FTX goes deeper down the hole

According to a guy that’s seen the darkest side of the corporate world, the business practices of fallen crypto exchange FTX are about as bad as it gets.

What happened: John Ray III, an insolvency expert who oversaw the liquidation of energy giant Enron and was appointed CEO to oversee FTX’s bankruptcy proceedings, wrote in a filing that FTX was “the worst case of corporate failure that he had seen in his career.”   

Catch up: FTX filed for bankruptcy protection in the US last week in the highest-profile crypto blowup to-date, after “traders pulled billions from the platform in three days and rival exchange Binance abandoned a rescue deal,” per the Financial Post

  • FTX founder Sam Bankman-Fried (SBF) also may have illegally used US$10 billion in customer funds to trade stocks and crypto through his firm, Alameda Research.

“From compromised systems integrity and faulty regulatory oversight abroad, to the concentration of control in the hands of a very small group of inexperienced, unsophisticated and potentially compromised individuals, this situation is unprecedented,” Ray III wrote. 

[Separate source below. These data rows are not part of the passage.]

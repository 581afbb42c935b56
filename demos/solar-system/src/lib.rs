use wasm_bindgen::prelude::*;

mod animator;
mod catalog;
mod composer;
mod controls;
mod error;
mod game;
mod orbit;
mod panel;
mod speeds;
mod starfield;
use game::SolarSystem;

helio_web::export_game!(SolarSystem, "solar-system", vectors);

/// Speed panel, pause label and layout as JSON for the overlay.
#[wasm_bindgen]
pub fn get_panel_state() -> String {
    with_runner(|r| r.game().panel_json())
}

/// Set one body's orbital speed by name, e.g. `set_body_speed("Mars", 0.02)`.
/// Applied at the next tick; unknown names and non-finite speeds are logged
/// and ignored.
#[wasm_bindgen]
pub fn set_body_speed(name: &str, speed: f32) {
    with_runner(|r| r.game_mut().queue_speed_edit(name, speed));
}
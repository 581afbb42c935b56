pub mod lighting;
pub mod sdf_render;
#[cfg(feature = "vectors")]
pub mod vector;
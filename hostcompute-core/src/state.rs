// SPDX-License-Identifier: Apache-2.0
// Copyright 2025 Ankit Kumar Pandey

//! Lifecycle state machines with typed state transitions.
//!
//! Compute system: Created → Starting → Running → ShuttingDown|Killing → Exited.
//! Process: Running → Exited.
//! Invalid transitions result in StateTransitionError.

use std::fmt;
use std::time::{Duration, Instant};

use serde::{Deserialize, Serialize};

use crate::error::StateTransitionError;

/// A lifecycle state enum usable with [`StateMachine`].
pub trait LifecycleState: Copy + Eq + fmt::Debug {
    /// Get the state name for error messages.
    fn name(&self) -> &'static str;

    /// Check if transition to the target state is valid.
    fn can_transition_to(&self, target: Self) -> bool;

    /// Terminal states accept no further transitions.
    fn is_terminal(&self) -> bool;
}

/// Compute system lifecycle states.
#[derive(Debug, Clone, Copy, PartialEq, Eq, Serialize, Deserialize)]
pub enum SystemState {
    /// Created or opened, not started by this object.
    Created,

    /// A start request is in flight.
    Starting,

    /// Start completed.
    Running,

    /// A graceful shutdown request is in flight.
    ShuttingDown,

    /// A forceful terminate request is in flight.
    Killing,

    /// The system has exited.
    Exited,
}

impl LifecycleState for SystemState {
    fn name(&self) -> &'static str {
        match self {
            Self::Created => "Created",
            Self::Starting => "Starting",
            Self::Running => "Running",
            Self::ShuttingDown => "ShuttingDown",
            Self::Killing => "Killing",
            Self::Exited => "Exited",
        }
    }

    fn can_transition_to(&self, target: SystemState) -> bool {
        matches!(
            (self, target),
            // From Created
            (Self::Created, Self::Starting) |
            (Self::Created, Self::ShuttingDown) |
            (Self::Created, Self::Killing) |
            (Self::Created, Self::Exited) |
            // From Starting (a failed start falls back to Created)
            (Self::Starting, Self::Running) |
            (Self::Starting, Self::Created) |
            (Self::Starting, Self::ShuttingDown) |
            (Self::Starting, Self::Killing) |
            (Self::Starting, Self::Exited) |
            // From Running
            (Self::Running, Self::ShuttingDown) |
            (Self::Running, Self::Killing) |
            (Self::Running, Self::Exited) |
            // From ShuttingDown (a timed out shutdown can still be killed)
            (Self::ShuttingDown, Self::Killing) |
            (Self::ShuttingDown, Self::Exited) |
            // From Killing
            (Self::Killing, Self::Exited)
        )
    }

    fn is_terminal(&self) -> bool {
        matches!(self, Self::Exited)
    }
}

impl fmt::Display for SystemState {
    fn fmt(&self, f: &mut fmt::Formatter<'_>) -> fmt::Result {
        write!(f, "{}", self.name())
    }
}

/// Process lifecycle states.
#[derive(Debug, Clone, Copy, PartialEq, Eq, Serialize, Deserialize)]
pub enum ProcessState {
    Running,
    Exited,
}

impl LifecycleState for ProcessState {
    fn name(&self) -> &'static str {
        match self {
            Self::Running => "Running",
            Self::Exited => "Exited",
        }
    }

    fn can_transition_to(&self, target: ProcessState) -> bool {
        matches!((self, target), (Self::Running, Self::Exited))
    }

    fn is_terminal(&self) -> bool {
        matches!(self, Self::Exited)
    }
}

impl fmt::Display for ProcessState {
    fn fmt(&self, f: &mut fmt::Formatter<'_>) -> fmt::Result {
        write!(f, "{}", self.name())
    }
}

/// State machine for one lifecycle object.
/// Enforces valid state transitions and tracks timing.
#[derive(Debug)]
pub struct StateMachine<S: LifecycleState> {
    subject: String,
    current_state: S,
    last_transition: Instant,
    transition_count: u64,
}

impl<S: LifecycleState> StateMachine<S> {
    /// Create a new state machine for `subject` (used in logs and errors).
    pub fn new(subject: impl Into<String>, initial: S) -> Self {
        Self {
            subject: subject.into(),
            current_state: initial,
            last_transition: Instant::now(),
            transition_count: 0,
        }
    }

    pub fn state(&self) -> S {
        self.current_state
    }

    pub fn time_in_current_state(&self) -> Duration {
        self.last_transition.elapsed()
    }

    pub fn transition_count(&self) -> u64 {
        self.transition_count
    }

    /// Attempt to transition to a new state.
    /// A transition to the current state is accepted as a no-op.
    pub fn transition_to(&mut self, target: S) -> Result<(), StateTransitionError> {
        if self.current_state == target {
            return Ok(());
        }

        if self.current_state.is_terminal() {
            return Err(StateTransitionError::TerminalState {
                subject: self.subject.clone(),
                state: self.current_state.name(),
            });
        }

        if !self.current_state.can_transition_to(target) {
            return Err(StateTransitionError::InvalidTransition {
                subject: self.subject.clone(),
                from: self.current_state.name(),
                to: target.name(),
            });
        }

        tracing::debug!(
            subject = %self.subject,
            from = self.current_state.name(),
            to = target.name(),
            time_in_state_ms = self.time_in_current_state().as_millis() as u64,
            "State transition"
        );

        self.current_state = target;
        self.last_transition = Instant::now();
        self.transition_count += 1;

        Ok(())
    }
}

#[cfg(test)]
mod tests {
    use super::*;

    #[test]
    fn test_initial_state() {
        let sm = StateMachine::new("box", SystemState::Created);
        assert_eq!(sm.state(), SystemState::Created);
        assert_eq!(sm.transition_count(), 0);
    }

    #[test]
    fn test_valid_system_transitions() {
        let mut sm = StateMachine::new("box", SystemState::Created);

        assert!(sm.transition_to(SystemState::Starting).is_ok());
        assert!(sm.transition_to(SystemState::Running).is_ok());
        assert!(sm.transition_to(SystemState::ShuttingDown).is_ok());
        assert!(sm.transition_to(SystemState::Killing).is_ok());
        assert!(sm.transition_to(SystemState::Exited).is_ok());
        assert_eq!(sm.transition_count(), 5);
    }

    #[test]
    fn test_failed_start_returns_to_created() {
        let mut sm = StateMachine::new("box", SystemState::Created);
        sm.transition_to(SystemState::Starting).unwrap();
        assert!(sm.transition_to(SystemState::Created).is_ok());
        assert!(sm.transition_to(SystemState::Starting).is_ok());
    }

    #[test]
    fn test_invalid_transitions() {
        let mut sm = StateMachine::new("box", SystemState::Created);
        assert!(sm.transition_to(SystemState::Running).is_err());
        assert_eq!(sm.state(), SystemState::Created);

        sm.transition_to(SystemState::Exited).unwrap();
        assert!(matches!(
            sm.transition_to(SystemState::Starting),
            Err(StateTransitionError::TerminalState { .. })
        ));
    }

    #[test]
    fn test_time_in_state_resets_on_transition() {
        let mut sm = StateMachine::new("box", SystemState::Created);
        std::thread::sleep(Duration::from_millis(30));
        assert!(sm.time_in_current_state() >= Duration::from_millis(30));

        sm.transition_to(SystemState::Starting).unwrap();
        assert!(sm.time_in_current_state() < Duration::from_millis(30));
    }

    #[test]
    fn test_same_state_is_noop() {
        let mut sm = StateMachine::new("proc", ProcessState::Running);
        assert!(sm.transition_to(ProcessState::Running).is_ok());
        assert_eq!(sm.transition_count(), 0);

        sm.transition_to(ProcessState::Exited).unwrap();
        assert!(sm.transition_to(ProcessState::Exited).is_ok());
        assert_eq!(sm.transition_count(), 1);
    }
}
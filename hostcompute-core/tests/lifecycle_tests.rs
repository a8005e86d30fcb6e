// SPDX-License-Identifier: Apache-2.0
// Copyright 2025 Ankit Kumar Pandey

//! Lifecycle integration tests.
//!
//! Every test drives real ComputeSystem and Process objects against the
//! simulated host, which delivers notifications from its own thread.

use std::io::Write;
use std::path::PathBuf;
use std::sync::{Arc, Barrier};
use std::thread;
use std::time::{Duration, Instant};

use tempfile::TempDir;
use uuid::Uuid;

use hostcompute_core::{
    create_container, open_container, ComputeError, ComputeSystem, ConfigLoader, ContainerId,
    ContainerSettings, HandleKind, Hcs, LayerDescriptor, NotificationKind, NotificationWatcher,
    ProcessScript, ProcessStartInfo, ResultCode, SimOp, SimulatedHcs, SystemState,
};

const LONG: Duration = Duration::from_secs(10);

fn settings() -> ContainerSettings {
    ContainerSettings {
        sandbox_path: PathBuf::from("/sandboxes/test"),
        layers: vec![LayerDescriptor {
            id: Uuid::new_v4(),
            path: PathBuf::from("/layers/base"),
        }],
        kill_on_close: true,
        dispose_timeout: Duration::from_millis(300),
        ..ContainerSettings::default()
    }
}

fn id(name: &str) -> ContainerId {
    ContainerId::new(name).unwrap()
}

fn created(sim: &Arc<SimulatedHcs>, name: &str) -> ComputeSystem {
    create_container(sim.clone(), id(name), &settings()).unwrap()
}

fn started(sim: &Arc<SimulatedHcs>, name: &str) -> ComputeSystem {
    let system = created(sim, name);
    system.start().unwrap();
    system
}

fn wait_until(mut condition: impl FnMut() -> bool) {
    let deadline = Instant::now() + LONG;
    while !condition() {
        assert!(Instant::now() < deadline, "condition not reached in time");
        thread::sleep(Duration::from_millis(5));
    }
}

// =============================================================================
// Compute system
// =============================================================================

#[test]
fn test_start_then_shutdown() {
    let sim = SimulatedHcs::new_shared();
    let system = started(&sim, "start-stop");

    assert_eq!(system.state(), SystemState::Running);
    assert!(sim.is_running(&id("start-stop")));
    assert_eq!(sim.calls(SimOp::StartSystem), 1);

    assert!(system.shutdown(Some(LONG)).unwrap());
    assert_eq!(system.state(), SystemState::Exited);
    assert!(system.is_dead());
    assert_eq!(sim.calls(SimOp::ShutdownSystem), 1);

    drop(system);
    assert_eq!(sim.calls(SimOp::TerminateSystem), 0);
    assert_eq!(sim.open_handles(), 0);
    assert_eq!(sim.subscriptions(), 0);
}

#[test]
fn test_second_start_issues_no_request() {
    let sim = SimulatedHcs::new_shared();
    let system = started(&sim, "twice");

    system.start().unwrap();
    assert_eq!(sim.calls(SimOp::StartSystem), 1);
}

#[test]
fn test_created_configuration_reaches_host() {
    let sim = SimulatedHcs::new_shared();
    let _system = created(&sim, "configured");

    let config = sim.system_config(&id("configured")).unwrap();
    assert_eq!(config.layer_folder_path, "/sandboxes/test");
    assert_eq!(config.layers.len(), 1);
    assert!(config.terminate_on_last_handle_closed);
    assert!(config.network_endpoints.is_empty());
}

#[test]
fn test_create_failure_propagates_without_kill() {
    let sim = SimulatedHcs::new_shared();
    let denied = ResultCode(0x8007_0005_u32 as i32);
    sim.fail_completion(SimOp::CreateSystem, denied, Some("access denied"));

    let err = create_container(sim.clone(), id("denied"), &settings()).unwrap_err();
    let hcs = err.as_hcs().expect("host error");
    assert_eq!(hcs.code, denied);
    assert_eq!(hcs.detail.as_deref(), Some("access denied"));

    assert_eq!(sim.calls(SimOp::TerminateSystem), 0);
    assert_eq!(sim.open_handles(), 0);
}

#[test]
fn test_synchronous_create_failure() {
    let sim = SimulatedHcs::new_shared();
    let _first = created(&sim, "dup");

    let err = create_container(sim.clone(), id("dup"), &settings()).unwrap_err();
    assert_eq!(
        err.as_hcs().map(|e| e.code),
        Some(ResultCode::SYSTEM_ALREADY_EXISTS)
    );
}

#[test]
fn test_kill_is_idempotent_across_threads() {
    const THREADS: usize = 8;
    let sim = SimulatedHcs::new_shared();
    let system = Arc::new(started(&sim, "kill-many"));
    let barrier = Arc::new(Barrier::new(THREADS));

    let handles: Vec<_> = (0..THREADS)
        .map(|_| {
            let system = Arc::clone(&system);
            let barrier = Arc::clone(&barrier);
            thread::spawn(move || {
                barrier.wait();
                system.kill()
            })
        })
        .collect();

    for handle in handles {
        handle.join().unwrap().unwrap();
    }

    assert_eq!(sim.calls(SimOp::TerminateSystem), 1);
    assert!(system.is_dead());
    assert_eq!(system.state(), SystemState::Exited);
}

#[test]
fn test_dispose_after_exit_is_prompt() {
    let sim = SimulatedHcs::new_shared();
    let system = started(&sim, "gone");

    sim.exit_system(&id("gone"));
    let begin = Instant::now();
    drop(system);

    assert!(begin.elapsed() < Duration::from_secs(1));
    assert!(sim.calls(SimOp::TerminateSystem) <= 1);
    assert_eq!(sim.open_handles(), 0);
}

#[test]
fn test_dispose_is_bounded_when_exit_never_arrives() {
    let sim = SimulatedHcs::new_shared();
    sim.hold(SimOp::TerminateSystem);
    let system = started(&sim, "stuck");

    let begin = Instant::now();
    system.dispose();
    let elapsed = begin.elapsed();

    assert!(elapsed >= Duration::from_millis(300));
    assert!(elapsed < Duration::from_secs(5));
    assert_eq!(sim.calls(SimOp::TerminateSystem), 1);
    assert_eq!(sim.subscriptions(), 0);
    assert_eq!(sim.open_handles(), 0);

    // Later calls do nothing.
    system.dispose();
    assert_eq!(sim.calls(SimOp::TerminateSystem), 1);
}

#[test]
fn test_shutdown_timeout_leaves_system_killable() {
    let sim = SimulatedHcs::new_shared();
    sim.hold(SimOp::ShutdownSystem);
    let system = started(&sim, "slow");

    assert!(!system.shutdown(Some(Duration::from_millis(100))).unwrap());
    assert!(!system.is_dead());
    assert_eq!(system.state(), SystemState::ShuttingDown);

    drop(system);
    assert_eq!(sim.calls(SimOp::TerminateSystem), 1);
}

#[test]
fn test_exit_during_start_is_unexpected_exit() {
    let sim = SimulatedHcs::new_shared();
    sim.hold(SimOp::StartSystem);
    let system = Arc::new(created(&sim, "crashy"));

    let starter = {
        let system = Arc::clone(&system);
        thread::spawn(move || system.start())
    };
    wait_until(|| sim.calls(SimOp::StartSystem) == 1);
    // Let the start request be accepted before the system goes away.
    thread::sleep(Duration::from_millis(20));
    sim.exit_system(&id("crashy"));

    let err = starter.join().unwrap().unwrap_err();
    assert!(err.as_hcs().is_some_and(|e| e.is_unexpected_exit()));
}

#[test]
fn test_start_can_be_retried_after_failure() {
    let sim = SimulatedHcs::new_shared();
    let system = created(&sim, "retry");
    sim.fail_completion(SimOp::StartSystem, ResultCode(0x8000_4005_u32 as i32), None);

    assert!(system.start().is_err());
    assert_eq!(system.state(), SystemState::Created);

    system.start().unwrap();
    assert_eq!(system.state(), SystemState::Running);
    assert_eq!(sim.calls(SimOp::StartSystem), 2);
}

#[test]
fn test_disconnect_aborts_start_wait() {
    let sim = SimulatedHcs::new_shared();
    sim.hold(SimOp::StartSystem);
    let system = Arc::new(created(&sim, "cut"));

    let starter = {
        let system = Arc::clone(&system);
        thread::spawn(move || system.start())
    };
    wait_until(|| sim.calls(SimOp::StartSystem) == 1);
    sim.disconnect_system(&id("cut"));

    let err = starter.join().unwrap().unwrap_err();
    assert!(err.as_hcs().is_some_and(|e| e.is_aborted()));
}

It gets worse. FTX also didn’t keep an accurate list of its bank accounts or employees, auto-deleted its internal messages, used an unsecured email to manage the security keys for its digital assets, and approved staff purchases (including houses) by using emojis. 

Why it matters: The collapse of SBF’s crypto empire has sent shockwaves through the ecosystem, bankrupting some crypto businesses and forcing many others into crisis mode.

  • BlockFi, a lender in the crypto space bailed out by FTX earlier this year, is planning to file for bankruptcy in the coming days.
  • The lending arm of Genesis Global Trading, a crypto investment bank, has stopped giving out new loans and paused redemptions. 

What’s next: It will take weeks to know the full impact of FTX’s demise, according to Coinbase’s CFO, but so far, the crisis hasn’t impacted any traditional parts of the economy.